Revenues for the third quarter of 2011 grew 26% to $229.0 million compared to $182.2 million for
the second quarter of 2011 and 173% compared to revenue of $83.9 million for the same quarter a
year ago. The increase in third quarter revenue and net income over the previous quarter was
primarily due to timely delivery and deployment of our fifth hydraulic fracturing fleet. The
increase over the third quarter of 2010 was primarily due to the addition and deployment of Fleet 3
in January 2011, Fleet 4 in April 2011, and Fleet 5 in August 2011.
We reported Adjusted EBITDA (total earnings before net interest expense, income taxes, depreciation
and amortization, loss on early extinguishment of debt and net gain or loss on disposal of assets)
of $81.2 million in the third quarter of 2011, compared to $65.8 million for the previous quarter
and $29.3 million for the third quarter of 2010. Adjusted EBITDA is not a measure determined in
accordance with generally accepted accounting principles (GAAP) and is therefore reconciled to
the nearest comparable GAAP financial measure, net income, in the accompanying financial tables.
Strong demand for our services and the deployment of Fleet 5, along with continued operational
excellence, generated another record level of revenue and earnings during the third quarter,
commented Josh Comstock, Chairman, President and Chief Executive Officer. We averaged monthly
revenue per unit of horsepower of $407 during the quarter, up from $371 in the second quarter. We
believe our revenue per unit of horsepower is among the highest in the industry due to our superior
execution, our capable and dedicated crews and our high specification equipment.
We continue to experience strong demand for all of our services. As we deploy Fleet 6 in the
Permian Basin next month, we estimate that more than 75% of our equipment will be operating in oily
and liquids rich basins. Additionally, as operators increasingly focus on basins that require
longer laterals and highly complex completion services, we believe our reputation for superior
execution in these challenging areas drives further demand for our services. We are seeking to
secure multi-year take-or-pay contracts for Fleets 7 & 8 that are currently on order.
We generated $76.4 million of operating cash flow during the third quarter, allowing us to leave
our $200.0 million revolving credit facility undrawn. With full access to this facility and all of
our hydraulic fracturing fleets working under term contracts, we are well positioned for organic
growth and to take
Page 1 of 8
advantage of opportunistic acquisitions as we look to capitalize on new opportunities in
unconventional resource plays. We anticipate funding our operations and our planned capital
expenditures, which we estimate will be approximately $36 million for the remainder of 2011, with a
combination of cash on hand and cash flow from operations with no need to draw on our credit
facility, added Comstock.
Operational Results
As previously announced, we recently signed a two-year term contract with a top-tier independent
E&P company for a 32,000 horsepower hydraulic fracturing fleet which will operate in the Permian
Basin on a full month take-or-pay basis. We expect to take full delivery of all pumps and
initially-ordered ancillary equipment later this month for deployment in December. At the
customers request, and as contracted, a complete second set of ancillary equipment has been
ordered for delivery in January 2012, which will enable Fleet 6 to be utilized as two independent
16,000 horsepower fleets for vertical completions, in addition to using the full 32,000 horsepower
fleet to conduct horizontal work. Prior to the delivery of the additional ancillary equipment, we
anticipate Fleet 6 will be used primarily for vertical completions. With the addition of Fleet 6,
our aggregate hydraulic horsepower will be approximately 200,000.

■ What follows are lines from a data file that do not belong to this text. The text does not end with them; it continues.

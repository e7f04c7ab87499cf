use async_graphql::InputObject;
use mongodb::bson::oid::ObjectId;
use serde::{Deserialize, Serialize};
use std::fmt;

use super::Task;

/// User document (stored in the `users` collection)
#[derive(Debug, Clone, PartialEq, Serialize, Deserialize)]
pub struct User {
    #[serde(rename = "_id", skip_serializing_if = "Option::is_none")]
    pub id: Option<ObjectId>,

    // Hand-loaded or legacy documents may lack these; they read as empty
    #[serde(default)]
    pub name: String,

    #[serde(default)]
    pub email: String,

    /// bcrypt hash, never the plaintext
    #[serde(default)]
    pub password: String,

    /// Absent on users that never had tasks
    #[serde(default, skip_serializing_if = "Option::is_none")]
    pub tasks: Option<Vec<Task>>,
}

/// GraphQL input for `createUser`.
///
/// Every field is nullable in the schema so that missing values reach the
/// validator and get its messages instead of a generic type error.
#[derive(Clone, Default, InputObject)]
pub struct CreateUserInput {
    pub name: Option<String>,
    pub email: Option<String>,
    pub password: Option<String>,
}

impl fmt::Debug for CreateUserInput {
    fn fmt(&self, f: &mut fmt::Formatter<'_>) -> fmt::Result {
        f.debug_struct("CreateUserInput")
            .field("name", &self.name)
            .field("email", &self.email)
            .field("password", &self.password.as_ref().map(|_| "<redacted>"))
            .finish()
    }
}

#[cfg(test)]
mod tests {
    use super::*;
    use mongodb::bson::{doc, from_document, to_document};

    #[test]
    fn test_new_user_document_has_only_provided_fields() {
        let user = User {
            id: None,
            name: "prueba".into(),
            email: "prueba@gmail.com".into(),
            password: "$2b$04$hash".into(),
            tasks: None,
        };

        let document = to_document(&user).unwrap();
        let keys: Vec<&str> = document.keys().map(|k| k.as_str()).collect();
        assert_eq!(keys, vec!["name", "email", "password"]);
    }

    #[test]
    fn test_user_document_with_tasks_deserializes() {
        let task_id = ObjectId::new();
        let document = doc! {
            "_id": ObjectId::new(),
            "name": "Usuario 1",
            "email": "usuario1@gmail.com",
            "password": "hash",
            "tasks": [
                { "_id": task_id, "title": "Comprar pan", "description": "Integral", "priority": 2 },
                { "title": "Sin id" },
                { "description": "Sin titulo" },
            ],
        };

        let user: User = from_document(document).unwrap();
        let tasks = user.tasks.unwrap();
        assert_eq!(tasks.len(), 3);
        assert_eq!(tasks[0].id, Some(task_id));
        assert_eq!(tasks[0].priority, Some(2));
        assert_eq!(tasks[1].description, None);
        assert_eq!(tasks[2].title, None);
    }

    #[test]
    fn test_loosely_shaped_user_document_deserializes() {
        let document = doc! {
            "_id": ObjectId::new(),
            "name": "Cargado a mano",
            "tasks": [ { "priority": 1 } ],
        };

        let user: User = from_document(document).unwrap();
        assert_eq!(user.name, "Cargado a mano");
        assert_eq!(user.email, "");
        assert_eq!(user.password, "");
        assert_eq!(user.tasks.unwrap()[0].title, None);
    }

    #[test]
    fn test_input_debug_redacts_password() {
        let input = CreateUserInput {
            name: Some("prueba".into()),
            email: None,
            password: Some("admin".into()),
        };

        let printed = format!("{:?}", input);
        assert!(printed.contains("prueba"));
        assert!(!printed.contains("admin"));
    }
}
//! GraphQL schema: `getListOfUsers`, `getTasksOfUser` and `createUser`.

pub mod mutation;
pub mod query;
pub mod types;

pub use mutation::MutationRoot;
pub use query::QueryRoot;
pub use types::*;

use crate::{services::UserService, utils::error::AppError};
use async_graphql::{EmptySubscription, ErrorExtensions, Schema};

pub type AppSchema = Schema<QueryRoot, MutationRoot, EmptySubscription>;

pub fn build_schema(service: UserService) -> AppSchema {
    Schema::build(QueryRoot, MutationRoot, EmptySubscription)
        .data(service)
        .finish()
}

/// Logs server-side causes, then converts to a GraphQL error with `extensions.code`
pub(crate) fn graphql_error(err: AppError) -> async_graphql::Error {
    if err.is_client_error() {
        log::warn!("❌ {}", err);
    } else {
        log::error!("❌ {}", err);
    }
    err.extend()
}

#[cfg(test)]
mod tests {
    use super::*;
    use crate::database::InMemoryStore;
    use std::sync::Arc;

    #[test]
    fn test_sdl_matches_public_contract() {
        let schema = build_schema(UserService::new(Arc::new(InMemoryStore::new()), 4));
        let sdl = schema.sdl();

        assert!(sdl.contains("createUser(userInput: CreateUserInput): User!"));
        assert!(sdl.contains("getListOfUsers: [User!]!"));
        assert!(sdl.contains("getTasksOfUser(userId: ID!): [Task!]!"));
        assert!(sdl.contains("_id: ID!"));
        assert!(!sdl.contains("password: String!"));
        assert!(!sdl.contains("title: String!"));
    }
}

Our hydraulic fracturing business contributed $191.8 million of revenue and completed 1,065
fracturing stages during the third quarter of 2011, compared to $150.6 million of revenue and 856
fracturing stages for the previous quarter. Hydraulic fracturing revenue for the third quarter of
2010 was $67.0 million and 291 fracturing stages were completed.
Our coiled tubing operations contributed $25.6 million of revenue and completed 877 coiled tubing
jobs during the third quarter of 2011, compared to $22.1 million of revenue and 819 coiled tubing
jobs for the previous quarter. Coiled tubing revenue for the third quarter of 2010 was $14.2
million and 563 jobs were completed. We entered the third quarter of 2011 with a fleet of 14
coiled tubing units, took delivery and deployed one unit during the quarter, ending with a fleet of
15 coiled tubing units. Our stand-alone pressure pumping business generated $5.3 million of revenue
during the third quarter of 2011, up from $5.0 million during the second quarter of 2011 and $2.7
million during the prior year quarter.
The equipment manufacturing business, which we entered into with the acquisition of Total Equipment
and Service, Inc. (Total) in late April of this year, contributed $6.4 million of third party
revenue during the third quarter of 2011, compared to $4.5 million during the previous quarter. The
acquisition has yielded significant cash flow savings to date, resulting from reduced cost on
intercompany purchases of hydraulic fracturing pumps, coiled tubing units and pressure pumping
units. As previously announced, Total is in the process of constructing an approximate 36,000
square foot manufacturing facility adjacent to its existing facility. Construction of the new
facility is progressing well and is on target to commence operations by the end of this year. By
significantly increasing Totals manufacturing capacity, we expect to further increase its ability
to service our hydraulic fracturing, coiled tubing and pressure pumping businesses as well as
existing and future third-party customers.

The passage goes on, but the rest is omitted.